Data records Block Start

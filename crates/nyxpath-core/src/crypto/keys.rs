// ============================================
// File: crates/nyxpath-core/src/crypto/keys.rs
// ============================================
//! # Cryptographic Key Types
//!
//! ## Creation Reason
//! A router is named by its Ed25519 public key, and every hop of a circuit
//! holds a symmetric secret shared with the circuit owner. Both need the
//! usual hygiene (zeroize on drop, redacted debug output).
//!
//! ## Main Functionality
//! - `IdentityKeyPair`: long-term Ed25519 signing keys; its public half is
//!   the router's [`RouterId`]
//! - `IdentityPublicKey`: verifies exit-control signatures
//! - `SharedSecret`: per-hop XChaCha20 key
//!
//! ## Key Lifecycle
//! ```text
//! ┌────────────────────────────────────────────────────────────┐
//! │  IdentityKeyPair (Long-term)                               │
//! │  ├─ Generated once by `keygen`, stored in the key file     │
//! │  └─ Signs exit grants, rejects and closes                  │
//! │                                                            │
//! │  SharedSecret (Per-hop, per-circuit)                       │
//! │  ├─ Produced by the hop key source when a build starts     │
//! │  ├─ Delivered to the hop in its commit record              │
//! │  └─ Dropped (and zeroed) with the circuit or transit hop   │
//! └────────────────────────────────────────────────────────────┘
//! ```
//!
//! ## ⚠️ Important Note for Next Developer
//! - ALL secret types MUST implement Zeroize
//! - Compare secrets with `ct_eq`, never `==` on raw bytes
//!
//! ## Last Modified
//! v0.1.0 - Initial key type definitions

use std::fmt;

use ed25519_dalek::{Signature, Signer, SigningKey, Verifier, VerifyingKey};
use rand::rngs::OsRng;
use rand::RngCore;
use serde::{Deserialize, Serialize};
use subtle::ConstantTimeEq;
use zeroize::{Zeroize, ZeroizeOnDrop};

use nyxpath_common::RouterId;

use super::{ED25519_PUBLIC_KEY_SIZE, ED25519_SIGNATURE_SIZE, SHARED_SECRET_SIZE};
use crate::error::{CoreError, Result};

// ============================================
// IdentityKeyPair (Ed25519)
// ============================================

/// Long-term Ed25519 identity key pair.
///
/// # Example
/// ```
/// use nyxpath_core::crypto::IdentityKeyPair;
///
/// let identity = IdentityKeyPair::generate();
/// let signature = identity.sign(b"grant");
/// assert!(identity.public_key().verify(b"grant", &signature).is_ok());
/// ```
pub struct IdentityKeyPair {
    signing_key: SigningKey,
}

impl IdentityKeyPair {
    /// Generates a new random identity key pair.
    #[must_use]
    pub fn generate() -> Self {
        Self {
            signing_key: SigningKey::generate(&mut OsRng),
        }
    }

    /// Creates an identity key pair from a 32-byte Ed25519 seed.
    ///
    /// # Errors
    /// Returns error if bytes length is incorrect.
    pub fn from_bytes(bytes: &[u8]) -> Result<Self> {
        let mut seed: [u8; 32] = bytes.try_into().map_err(|_| {
            CoreError::key_generation(format!(
                "Invalid Ed25519 key size: expected 32, got {}",
                bytes.len()
            ))
        })?;
        let signing_key = SigningKey::from_bytes(&seed);
        seed.zeroize();
        Ok(Self { signing_key })
    }

    /// Returns the public key component.
    #[must_use]
    pub fn public_key(&self) -> IdentityPublicKey {
        IdentityPublicKey(self.signing_key.verifying_key())
    }

    /// The router identity this key pair speaks for.
    #[must_use]
    pub fn router_id(&self) -> RouterId {
        RouterId::from_array(self.signing_key.verifying_key().to_bytes())
    }

    /// Signs a message, returning the 64-byte Ed25519 signature.
    #[must_use]
    pub fn sign(&self, message: &[u8]) -> [u8; ED25519_SIGNATURE_SIZE] {
        self.signing_key.sign(message).to_bytes()
    }

    /// Exports the private seed for the key file.
    #[must_use]
    pub fn to_bytes(&self) -> [u8; 32] {
        self.signing_key.to_bytes()
    }
}

impl fmt::Debug for IdentityKeyPair {
    fn fmt(&self, f: &mut fmt::Formatter<'_>) -> fmt::Result {
        // Never print private key material
        f.debug_struct("IdentityKeyPair")
            .field("public_key", &self.public_key())
            .finish_non_exhaustive()
    }
}

// ============================================
// IdentityPublicKey
// ============================================

/// Public component of an Ed25519 identity key.
#[derive(Clone, Copy, PartialEq, Eq)]
pub struct IdentityPublicKey(VerifyingKey);

impl IdentityPublicKey {
    /// Creates a public key from raw bytes.
    ///
    /// # Errors
    /// Returns error if the bytes are not a valid curve point.
    pub fn from_bytes(bytes: &[u8; ED25519_PUBLIC_KEY_SIZE]) -> Result<Self> {
        let key = VerifyingKey::from_bytes(bytes)
            .map_err(|_| CoreError::key_generation("Invalid Ed25519 public key"))?;
        Ok(Self(key))
    }

    /// Interprets a router id as the router's signing key.
    ///
    /// # Errors
    /// Returns error if the id is not a valid Ed25519 key.
    pub fn from_router_id(id: &RouterId) -> Result<Self> {
        Self::from_bytes(id.as_bytes())
    }

    /// Returns the raw public key bytes.
    #[must_use]
    pub fn to_bytes(&self) -> [u8; ED25519_PUBLIC_KEY_SIZE] {
        self.0.to_bytes()
    }

    /// Verifies a signature against this public key.
    ///
    /// # Errors
    /// Returns `SignatureVerification` error if verification fails.
    pub fn verify(&self, message: &[u8], signature: &[u8; ED25519_SIGNATURE_SIZE]) -> Result<()> {
        let sig = Signature::from_bytes(signature);
        self.0
            .verify(message, &sig)
            .map_err(|_| CoreError::SignatureVerification)
    }
}

impl fmt::Debug for IdentityPublicKey {
    fn fmt(&self, f: &mut fmt::Formatter<'_>) -> fmt::Result {
        write!(f, "IdentityPublicKey({})", hex::encode(&self.0.as_bytes()[..4]))
    }
}

/// Same hex form as the matching [`RouterId`].
impl fmt::Display for IdentityPublicKey {
    fn fmt(&self, f: &mut fmt::Formatter<'_>) -> fmt::Result {
        f.write_str(&hex::encode(self.0.as_bytes()))
    }
}

impl Serialize for IdentityPublicKey {
    fn serialize<S>(&self, serializer: S) -> std::result::Result<S::Ok, S::Error>
    where
        S: serde::Serializer,
    {
        RouterId::from_array(self.to_bytes()).serialize(serializer)
    }
}

impl<'de> Deserialize<'de> for IdentityPublicKey {
    fn deserialize<D>(deserializer: D) -> std::result::Result<Self, D::Error>
    where
        D: serde::Deserializer<'de>,
    {
        let id = RouterId::deserialize(deserializer)?;
        Self::from_router_id(&id).map_err(serde::de::Error::custom)
    }
}

// ============================================
// SharedSecret
// ============================================

/// Symmetric key shared between a circuit owner and one hop.
///
/// Keys the XChaCha20 layer for that hop and seeds the hop's
/// nonce-mutation constant (see [`super::kdf::derive_nonce_xor`]).
#[derive(Clone, Zeroize, ZeroizeOnDrop)]
pub struct SharedSecret([u8; SHARED_SECRET_SIZE]);

impl SharedSecret {
    /// Wraps raw key bytes.
    #[must_use]
    pub const fn from_bytes(bytes: [u8; SHARED_SECRET_SIZE]) -> Self {
        Self(bytes)
    }

    /// Generates a fresh random secret.
    #[must_use]
    pub fn random() -> Self {
        let mut bytes = [0u8; SHARED_SECRET_SIZE];
        OsRng.fill_bytes(&mut bytes);
        Self(bytes)
    }

    /// Returns the raw key bytes.
    #[must_use]
    pub const fn as_bytes(&self) -> &[u8; SHARED_SECRET_SIZE] {
        &self.0
    }

    /// Constant-time equality.
    #[must_use]
    pub fn ct_eq(&self, other: &Self) -> bool {
        self.0.ct_eq(&other.0).into()
    }
}

impl fmt::Debug for SharedSecret {
    fn fmt(&self, f: &mut fmt::Formatter<'_>) -> fmt::Result {
        f.write_str("SharedSecret([REDACTED])")
    }
}

// ============================================
// Tests
// ============================================

#[cfg(test)]
mod tests {
    use super::*;

    #[test]
    fn test_identity_sign_verify() {
        let identity = IdentityKeyPair::generate();
        let sig = identity.sign(b"exit grant");

        assert!(identity.public_key().verify(b"exit grant", &sig).is_ok());
        // Should reject a different message
        assert!(matches!(
            identity.public_key().verify(b"exit reject", &sig),
            Err(CoreError::SignatureVerification)
        ));
    }

    #[test]
    fn test_identity_roundtrip_bytes() {
        let identity = IdentityKeyPair::generate();
        let restored = IdentityKeyPair::from_bytes(&identity.to_bytes()).unwrap();
        assert_eq!(identity.router_id(), restored.router_id());

        assert!(IdentityKeyPair::from_bytes(&[0u8; 31]).is_err());
    }

    #[test]
    fn test_router_id_is_public_key() {
        let identity = IdentityKeyPair::generate();
        let id = identity.router_id();
        let pk = IdentityPublicKey::from_router_id(&id).unwrap();
        assert_eq!(pk, identity.public_key());
    }

    #[test]
    fn test_debug_redacts_secrets() {
        let identity = IdentityKeyPair::generate();
        let seed_hex = hex::encode(identity.to_bytes());
        assert!(!format!("{identity:?}").contains(&seed_hex));

        let secret = SharedSecret::from_bytes([7u8; 32]);
        assert_eq!(format!("{secret:?}"), "SharedSecret([REDACTED])");
    }

    #[test]
    fn test_shared_secret_ct_eq() {
        let a = SharedSecret::from_bytes([1u8; 32]);
        let b = SharedSecret::from_bytes([1u8; 32]);
        let c = SharedSecret::random();
        assert!(a.ct_eq(&b));
        assert!(!a.ct_eq(&c));
    }

    #[test]
    fn test_public_key_serde_json() {
        let identity = IdentityKeyPair::generate();
        let pk = identity.public_key();
        let json = serde_json::to_string(&pk).unwrap();
        // Should serialise exactly like the router id
        assert_eq!(json, serde_json::to_string(&identity.router_id()).unwrap());
        assert_eq!(pk.to_string(), identity.router_id().to_string());

        let back: IdentityPublicKey = serde_json::from_str(&json).unwrap();
        assert_eq!(pk, back);
    }
}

Data records Block End

▶ _Prompt_: Could you filter the material above and copy each line that holds the word "other"?

▶ _Task output_:
    pub fn ct_eq(&self, other: &Self) -> bool {
        self.0.ct_eq(&other.0).into()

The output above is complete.